Accipicchia, una mattina mi sveglio e mi ritrovo ai Caraibi senza aver comprato un biglietto aereo! Che fortuna!
Leggendo il testo dell’ANSA, sembra di capire che il titolo “…raro ciclone tropicale nel Mediterraneo” sia frutto dell’ANSA stessa e non dell’ARPAL fonte della notizia. Ma per saperlo con certezza bisognerebbe chiedere all’ARPAL medesima.
Nel testo di quel comunicato, infatti, si fa riferimento solo ad una “vicinanza ai cicloni tropicali” anche se, purtroppo, ci sono alcune inesattezze sulle caratteristiche dinamiche del fenomeno, in particolare riguardo al warm core.
I cicloni mediterranei, simil-tropicali, furono scoperti quando si lanciarono i primi satelliti negli anni ’60, ma furono poi riscoperti alla fine degli anni ’70, quando le osservazioni dallo spazio diventarono sistematiche. C’è stata una certa produzione di lavori scientifici sull’argomento, sia da parte di chi vive in zona, sia da parte di scienziati dalla caratura di Kerry Emanuel del MIT, e vi rimando al sito di Wikipedia o sui fenomeni temporaleschi per trovare la letteratura del caso, anche se non condivido tutto quanto vi sia detto.
Alle nostre latitudini eventi simil-tropicali non sono rari, ma non bisogna mai scordarsi che noi non siamo ai tropici, per il solo e semplice fatto che la latitudine è quella che è e che la circolazione generale dall’atmosfera non potrà mai essere quella di quelle latitudini. Chiunque parla di fenomeni tropicali o di “tropicalizzazione”, non sa quello che dice!
Questo non vuol dire che non ci possano essere delle somiglianze in certe dinamiche.
Scendendo nel dettaglio, i cicloni delle nostre latitudini, detti per l’appunto “extratropicali”, ricevono la loro energia dalla trasformazione di energia potenziale in energia cinetica (di movimento), a causa delle differenze di temperatura lungo alcune zone particolari (ad esempio il fronte polare). Il concetto pare difficile, ma se pensate ad una vasca divisa sulla verticale in due scomparti, uno pieno di acqua calda e l’altro pieno di acqua più fredda, appena togliete il divisorio, sapete già che il sistema è molto instabile e il fluido si mette in moto (energia cinetica) per ristabilire un certo equilibrio che vuole il freddo sotto (perché è più denso) e il caldo sopra.

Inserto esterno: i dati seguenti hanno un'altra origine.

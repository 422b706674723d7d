//! Test app state builder for HTTP-level integration testing.
//!
//! Creates a minimal `AppState` wired to the in-memory store and mock
//! gateway, so route tests run without Postgres or the real gateway.

use std::sync::Arc;

use secrecy::SecretString;

use crate::{
    adapters::http::app_state::AppState,
    application::use_cases::{
        callback::CallbackProcessor,
        status_query::StatusQueryService,
        subscription_lifecycle::{DEFAULT_MAX_FAILURES, SubscriptionLifecycleManager},
    },
    infra::config::AppConfig,
    test_utils::{CollectingNotifier, InMemoryBillingStore, MockMomoGateway},
};

pub const TEST_WEBHOOK_SECRET: &str = "test_webhook_secret";

fn test_config() -> AppConfig {
    AppConfig {
        bind_addr: "127.0.0.1:0".parse().unwrap(),
        database_url: "postgres://unused".to_string(),
        cors_origin: "http://localhost:3000".parse().unwrap(),
        gateway_base_url: "http://gateway.invalid".to_string(),
        gateway_secret_key: SecretString::new(TEST_WEBHOOK_SECRET.into()),
        gateway_timeout_secs: 1,
        max_payment_failures: DEFAULT_MAX_FAILURES,
        currency: "GHS".to_string(),
    }
}

pub struct TestAppStateBuilder {
    store: Arc<InMemoryBillingStore>,
    gateway: Arc<MockMomoGateway>,
    notifier: Arc<CollectingNotifier>,
}

impl TestAppStateBuilder {
    #[allow(clippy::new_without_default)]
    pub fn new() -> Self {
        Self {
            store: Arc::new(InMemoryBillingStore::new()),
            gateway: Arc::new(MockMomoGateway::new()),
            notifier: Arc::new(CollectingNotifier::new()),
        }
    }

    /// Handle on the backing store, for seeding and post-request assertions.
    pub fn store(&self) -> Arc<InMemoryBillingStore> {
        self.store.clone()
    }

    pub fn gateway(&self) -> Arc<MockMomoGateway> {
        self.gateway.clone()
    }

    pub fn build(&self) -> AppState {
        let config = Arc::new(test_config());

        let lifecycle = Arc::new(SubscriptionLifecycleManager::new(
            self.store.clone(),
            self.store.clone(),
            self.gateway.clone(),
            self.notifier.clone(),
            config.max_payment_failures,
            config.currency.clone(),
        ));

        let callbacks = Arc::new(CallbackProcessor::new(
            self.store.clone(),
            self.store.clone(),
            self.gateway.clone(),
            lifecycle.clone(),
        ));

        let status_query = Arc::new(StatusQueryService::new(
            self.store.clone(),
            self.store.clone(),
        ));

        AppState {
            config,
            lifecycle,
            callbacks,
            status_query,
        }
    }
}
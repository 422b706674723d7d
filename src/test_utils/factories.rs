//! Test data factories for creating valid test fixtures.
//!
//! Each factory function creates a complete, valid object with sensible
//! defaults. Use the closure parameter to override specific fields as needed.

use chrono::Utc;
use uuid::Uuid;

use crate::domain::entities::{
    momo_network::MomoNetwork,
    subscription::{BillingPeriod, Subscription, SubscriptionStatus},
};

/// Create a test subscription with sensible defaults.
pub fn create_test_subscription(overrides: impl FnOnce(&mut Subscription)) -> Subscription {
    let now = Utc::now();
    let mut subscription = Subscription {
        id: Uuid::new_v4(),
        user_id: Uuid::new_v4(),
        tier: "premium".to_string(),
        phone: "0244000000".to_string(),
        network: MomoNetwork::Mtn,
        amount_pesewas: 500,
        billing_period: BillingPeriod::Monthly,
        status: SubscriptionStatus::Active,
        last_payment_date: None,
        next_payment_date: None,
        failure_count: 0,
        latest_reference: None,
        version: 1,
        created_at: Some(now),
        updated_at: Some(now),
    };
    overrides(&mut subscription);
    subscription
}
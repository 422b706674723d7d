//! Log-only notifier. Downstream delivery (SMS, email) hangs off these
//! structured lines; the billing core only emits the events.

use async_trait::async_trait;
use tracing::warn;

use crate::{
    app_error::AppResult,
    application::ports::billing_notifier::{BillingEvent, BillingNotifier},
};

#[derive(Default, Clone)]
pub struct LogBillingNotifier;

impl LogBillingNotifier {
    pub fn new() -> Self {
        Self
    }
}

#[async_trait]
impl BillingNotifier for LogBillingNotifier {
    async fn notify(&self, event: BillingEvent) -> AppResult<()> {
        match event {
            BillingEvent::SubscriptionFailed {
                subscription_id,
                user_id,
                failure_count,
            } => {
                warn!(
                    subscription_id = %subscription_id,
                    user_id = %user_id,
                    failure_count,
                    "Subscription closed after repeated payment failures"
                );
            }
            BillingEvent::PaymentOverdue {
                subscription_id,
                user_id,
                days_overdue,
            } => {
                warn!(
                    subscription_id = %subscription_id,
                    user_id = %user_id,
                    days_overdue,
                    "Subscription payment overdue"
                );
            }
        }
        Ok(())
    }
}
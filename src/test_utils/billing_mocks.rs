//! In-memory mock implementation for the billing repository traits.
//!
//! One store implements both `SubscriptionRepo` and `PaymentAttemptRepo`
//! behind a single lock, so the atomicity of `commit_payment_outcome` holds
//! here the same way it does in the Postgres adapter. Concurrency tests
//! against this store exercise the real version-conflict retry paths.

use std::collections::HashMap;
use std::sync::Mutex;

use async_trait::async_trait;
use chrono::Utc;
use uuid::Uuid;

use crate::{
    app_error::{AppError, AppResult},
    application::use_cases::subscription_lifecycle::{
        AttemptInsert, CreateSubscriptionInput, PaymentAttemptRepo, PaymentOutcomeCommit,
        RecordAttemptInput, SubscriptionRepo, SubscriptionUpdate,
    },
    domain::entities::{
        payment_attempt::PaymentAttempt,
        subscription::{Subscription, SubscriptionStatus},
    },
};

#[derive(Default)]
struct StoreInner {
    subscriptions: HashMap<Uuid, Subscription>,
    // Keyed by reference, mirroring the UNIQUE constraint.
    attempts: HashMap<String, PaymentAttempt>,
}

#[derive(Default)]
pub struct InMemoryBillingStore {
    inner: Mutex<StoreInner>,
}

impl InMemoryBillingStore {
    pub fn new() -> Self {
        Self::default()
    }

    pub fn seed_subscription(&self, subscription: Subscription) -> Subscription {
        let mut inner = self.inner.lock().unwrap();
        inner
            .subscriptions
            .insert(subscription.id, subscription.clone());
        subscription
    }

    pub fn attempt_count(&self) -> usize {
        self.inner.lock().unwrap().attempts.len()
    }
}

fn apply_update(subscription: &mut Subscription, update: &SubscriptionUpdate) {
    subscription.status = update.status;
    if let Some(last) = update.last_payment_date {
        subscription.last_payment_date = Some(last);
    }
    if let Some(next) = update.next_payment_date {
        subscription.next_payment_date = Some(next);
    }
    subscription.failure_count = update.failure_count;
    if let Some(reference) = &update.latest_reference {
        subscription.latest_reference = Some(reference.clone());
    }
    subscription.version += 1;
    subscription.updated_at = Some(Utc::now());
}

fn attempt_from_input(input: &RecordAttemptInput) -> PaymentAttempt {
    PaymentAttempt {
        id: Uuid::new_v4(),
        reference: input.reference.clone(),
        subscription_id: input.subscription_id,
        status: input.status,
        gateway_code: input.gateway_code.clone(),
        raw_metadata: input.raw_metadata.clone(),
        processed_at: Utc::now(),
    }
}

#[async_trait]
impl SubscriptionRepo for InMemoryBillingStore {
    async fn get_by_id(&self, id: Uuid) -> AppResult<Option<Subscription>> {
        Ok(self.inner.lock().unwrap().subscriptions.get(&id).cloned())
    }

    async fn get_live_by_user_and_tier(
        &self,
        user_id: Uuid,
        tier: &str,
    ) -> AppResult<Option<Subscription>> {
        Ok(self
            .inner
            .lock()
            .unwrap()
            .subscriptions
            .values()
            .find(|s| s.user_id == user_id && s.tier == tier && s.status.is_live())
            .cloned())
    }

    async fn get_by_latest_reference(&self, reference: &str) -> AppResult<Option<Subscription>> {
        Ok(self
            .inner
            .lock()
            .unwrap()
            .subscriptions
            .values()
            .find(|s| s.latest_reference.as_deref() == Some(reference))
            .cloned())
    }

    async fn create(&self, input: &CreateSubscriptionInput) -> AppResult<Subscription> {
        let now = Utc::now();
        let subscription = Subscription {
            id: input.id,
            user_id: input.user_id,
            tier: input.tier.clone(),
            phone: input.phone.clone(),
            network: input.network,
            amount_pesewas: input.amount_pesewas,
            billing_period: input.billing_period,
            status: SubscriptionStatus::Pending,
            last_payment_date: None,
            next_payment_date: None,
            failure_count: 0,
            latest_reference: input.latest_reference.clone(),
            version: 1,
            created_at: Some(now),
            updated_at: Some(now),
        };
        self.inner
            .lock()
            .unwrap()
            .subscriptions
            .insert(subscription.id, subscription.clone());
        Ok(subscription)
    }

    async fn update_guarded(
        &self,
        id: Uuid,
        expected_version: i32,
        update: &SubscriptionUpdate,
    ) -> AppResult<Subscription> {
        let mut inner = self.inner.lock().unwrap();
        let subscription = inner
            .subscriptions
            .get_mut(&id)
            .ok_or(AppError::SubscriptionNotFound)?;
        if subscription.version != expected_version {
            return Err(AppError::ConcurrentUpdate);
        }
        apply_update(subscription, update);
        Ok(subscription.clone())
    }

    async fn commit_payment_outcome(
        &self,
        id: Uuid,
        expected_version: i32,
        update: &SubscriptionUpdate,
        attempt: &RecordAttemptInput,
    ) -> AppResult<PaymentOutcomeCommit> {
        let mut inner = self.inner.lock().unwrap();

        if let Some(existing) = inner.attempts.get(&attempt.reference) {
            return Ok(PaymentOutcomeCommit::AlreadyProcessed(existing.clone()));
        }

        let subscription = inner
            .subscriptions
            .get(&id)
            .ok_or(AppError::SubscriptionNotFound)?;
        if subscription.version != expected_version {
            return Err(AppError::ConcurrentUpdate);
        }

        let stored_attempt = attempt_from_input(attempt);
        inner
            .attempts
            .insert(stored_attempt.reference.clone(), stored_attempt.clone());
        let subscription = inner.subscriptions.get_mut(&id).unwrap();
        apply_update(subscription, update);

        Ok(PaymentOutcomeCommit::Applied {
            subscription: subscription.clone(),
            attempt: stored_attempt,
        })
    }
}

#[async_trait]
impl PaymentAttemptRepo for InMemoryBillingStore {
    async fn get_by_reference(&self, reference: &str) -> AppResult<Option<PaymentAttempt>> {
        Ok(self.inner.lock().unwrap().attempts.get(reference).cloned())
    }

    async fn list_by_subscription(
        &self,
        subscription_id: Uuid,
    ) -> AppResult<Vec<PaymentAttempt>> {
        let mut attempts: Vec<PaymentAttempt> = self
            .inner
            .lock()
            .unwrap()
            .attempts
            .values()
            .filter(|a| a.subscription_id == subscription_id)
            .cloned()
            .collect();
        attempts.sort_by_key(|a| a.processed_at);
        Ok(attempts)
    }

    async fn insert_if_absent(&self, input: &RecordAttemptInput) -> AppResult<AttemptInsert> {
        let mut inner = self.inner.lock().unwrap();
        if let Some(existing) = inner.attempts.get(&input.reference) {
            return Ok(AttemptInsert::Existing(existing.clone()));
        }
        let attempt = attempt_from_input(input);
        inner
            .attempts
            .insert(attempt.reference.clone(), attempt.clone());
        Ok(AttemptInsert::Inserted(attempt))
    }
}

Questo tipo di instabilità (dovuta alla differenza d’energia potenziale che la gravità terrestre imprime su masse d’aria a diversità densità) è detta “baroclina” ed è caratterizzata da un forte aumento del vento con la quota (o shear verticale).
Una volta che il ciclone si forma e rimescola le cose, se le differenze di temperatura sono annullate, esso non sarà più baroclino, ma può ricevere ancora energia dall’instabilità dovuta alle diverse velocità del vento che si trovano in questo caso su di piano orizzontale, quale quello della superficie del mare. Tale instabilità è detta “barotropica” e non è difficile da capire se pensate ad un fiume che nel centro scorre con velocità maggiore rispetto alle aree arginali dove la velocità è inferiore. Questa differenza di velocità tra zone contigue (o shear orizzontale) è quella che può generare vortici (cicloni in atmosfera) che prendono energia dal flusso stesso.

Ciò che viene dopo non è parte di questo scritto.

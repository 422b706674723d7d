pub mod billing_schedule;
pub mod callback;
pub mod status_query;
pub mod subscription_lifecycle;
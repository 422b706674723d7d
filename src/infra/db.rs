use sqlx::{PgPool, postgres::PgPoolOptions};
use tracing::info;

pub async fn init_db(database_url: &str) -> anyhow::Result<PgPool> {
    let pool = PgPoolOptions::new()
        .max_connections(5)
        .connect(database_url)
        .await
        .map_err(|e| {
            anyhow::anyhow!("Postgres connection failed (check DATABASE_URL/password): {e}")
        })?;

    info!("Connected to database!");
    Ok(pool)
}
use serde::{Deserialize, Serialize};
use strum::{Display, EnumString};

/// Mobile-money networks the gateway can charge against.
#[derive(
    Debug, Clone, Copy, PartialEq, Eq, Hash, Serialize, Deserialize, Display, EnumString, sqlx::Type,
)]
#[sqlx(type_name = "momo_network", rename_all = "snake_case")]
#[serde(rename_all = "snake_case")]
#[strum(serialize_all = "snake_case")]
pub enum MomoNetwork {
    Mtn,
    Vodafone,
    AirtelTigo,
}

impl MomoNetwork {
    /// Provider code the gateway expects in the `mobile_money` charge block.
    pub fn gateway_code(&self) -> &'static str {
        match self {
            MomoNetwork::Mtn => "mtn",
            MomoNetwork::Vodafone => "vod",
            MomoNetwork::AirtelTigo => "atl",
        }
    }
}
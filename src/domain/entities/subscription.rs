use chrono::{DateTime, Utc};
use serde::{Deserialize, Serialize};
use uuid::Uuid;

use crate::domain::entities::momo_network::MomoNetwork;

#[derive(Debug, Clone, Copy, PartialEq, Eq, Serialize, Deserialize, sqlx::Type)]
#[sqlx(type_name = "subscription_status", rename_all = "snake_case")]
#[serde(rename_all = "snake_case")]
pub enum SubscriptionStatus {
    Pending,
    Active,
    Overdue,
    Failed,
    Cancelled,
}

impl SubscriptionStatus {
    pub fn as_str(&self) -> &'static str {
        match self {
            SubscriptionStatus::Pending => "pending",
            SubscriptionStatus::Active => "active",
            SubscriptionStatus::Overdue => "overdue",
            SubscriptionStatus::Failed => "failed",
            SubscriptionStatus::Cancelled => "cancelled",
        }
    }

    /// Terminal states absorb every event; the row is never mutated again.
    pub fn is_terminal(&self) -> bool {
        matches!(
            self,
            SubscriptionStatus::Failed | SubscriptionStatus::Cancelled
        )
    }

    /// Live states count toward the one-subscription-per-(user, tier) rule.
    pub fn is_live(&self) -> bool {
        matches!(
            self,
            SubscriptionStatus::Pending | SubscriptionStatus::Active | SubscriptionStatus::Overdue
        )
    }

    /// Returns true if the subscriber should currently have feature access.
    pub fn grants_access(&self) -> bool {
        matches!(
            self,
            SubscriptionStatus::Active | SubscriptionStatus::Overdue
        )
    }
}

/// Recurrence interval for a subscription. Periods are fixed-length
/// (a month is 30 days) so schedule arithmetic is exact at day boundaries.
#[derive(Debug, Clone, Copy, PartialEq, Eq, Serialize, Deserialize, sqlx::Type)]
#[sqlx(type_name = "billing_period", rename_all = "snake_case")]
#[serde(rename_all = "snake_case")]
pub enum BillingPeriod {
    Daily,
    Weekly,
    Monthly,
    Yearly,
}

impl BillingPeriod {
    pub fn days(&self) -> i64 {
        match self {
            BillingPeriod::Daily => 1,
            BillingPeriod::Weekly => 7,
            BillingPeriod::Monthly => 30,
            BillingPeriod::Yearly => 365,
        }
    }

    pub fn as_str(&self) -> &'static str {
        match self {
            BillingPeriod::Daily => "daily",
            BillingPeriod::Weekly => "weekly",
            BillingPeriod::Monthly => "monthly",
            BillingPeriod::Yearly => "yearly",
        }
    }
}

#[derive(Debug, Clone)]
pub struct Subscription {
    pub id: Uuid,
    pub user_id: Uuid,
    pub tier: String,
    pub phone: String,
    pub network: MomoNetwork,
    pub amount_pesewas: i64,
    pub billing_period: BillingPeriod,
    pub status: SubscriptionStatus,
    pub last_payment_date: Option<DateTime<Utc>>,
    pub next_payment_date: Option<DateTime<Utc>>,
    pub failure_count: i32,
    pub latest_reference: Option<String>,
    /// Optimistic-concurrency token; bumped on every conditional update.
    pub version: i32,
    pub created_at: Option<DateTime<Utc>>,
    pub updated_at: Option<DateTime<Utc>>,
}
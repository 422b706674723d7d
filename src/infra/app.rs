use axum::{Router, http};
use http::header::CONTENT_TYPE;
use tower_http::{cors::CorsLayer, set_header::SetResponseHeaderLayer, trace::TraceLayer};
use uuid::Uuid;

use crate::{
    adapters::{self, http::app_state::AppState},
    infra::setup::init_tracing,
};

pub fn create_app(app_state: AppState) -> Router {
    init_tracing();

    let cors = CorsLayer::new()
        .allow_origin(app_state.config.cors_origin.clone())
        .allow_methods([http::Method::GET, http::Method::POST])
        .allow_headers([CONTENT_TYPE]);

    Router::new()
        .nest("/api", adapters::http::routes::router())
        .with_state(app_state)
        .layer(cors)
        .layer(SetResponseHeaderLayer::if_not_present(
            http::header::X_CONTENT_TYPE_OPTIONS,
            http::HeaderValue::from_static("nosniff"),
        ))
        .layer(SetResponseHeaderLayer::if_not_present(
            http::header::X_FRAME_OPTIONS,
            http::HeaderValue::from_static("DENY"),
        ))
        .layer(
            TraceLayer::new_for_http().make_span_with(|request: &http::Request<_>| {
                let request_id = Uuid::new_v4();
                tracing::info_span!(
                    "http-request",
                    method = %request.method(),
                    uri = %request.uri(),
                    version = ?request.version(),
                    request_id = %request_id
                )
            }),
        )
}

Ai tropici, l’instabilità baroclina non esiste perché non ci sono differenze sostanziali di temperatura, mentre l’instabilità barotropica è presente. Alcuni, non so perché, sono portati a pensare che se un ciclone delle nostre latitudini è barotropico, allora abbia a che fare con i tropici: niente di più falso e fuorviante, anche se si possono capire le motivazioni di tipo sensazionalistico.
Venendo all’evento del 13 ottobre, il tutto comincia con la formazione sul Mediterraneo occidentale di un classico ciclone baroclino, con l’arrivo dell’aria fredda attraverso la penisola Iberica e l’attivazione del flusso caldo dai quadranti meridionali. In questa fase si ha la prima ondata di forti temporali sulle isole maggiori e in buona parte del meridione. Quindi l’ampia circolazione di bassa pressione in quota, colma di aria più fredda, si trasferisce dall’Atlantico sul Mediterraneo occidentale. Le differenze di temperatura superficiale si attenuano e l’instabilità baroclina diminuisce. Nel frattempo sull’Europa centrale aumenta la pressione e si viene a formare un forte gradiente tra l’alta a nord e la zona di pressione più livellata sul Mediterraneo meridionale. Dalla Liguria verso la Catalogna si attiva un intenso flusso di vento orientale che diminuisce rapidamente andando verso sud. Ecco che rientriamo nell’analogia col fiume che scorre veloce da una parte e meno altrove: il tutto è pronto perché si possano formare dei vortici a scala più piccola. Aggiungiamo anche la formazione di un complesso sistema temporalesco retrogrado (che ha portato un po’ di nubifragi in Sardegna con la sua propaggine più orientale), alimentato dall’energia rilasciata dal calore e dall’umidità del mare, e che favorisce a sua volta la formazione e l’approfondimento dei vortici.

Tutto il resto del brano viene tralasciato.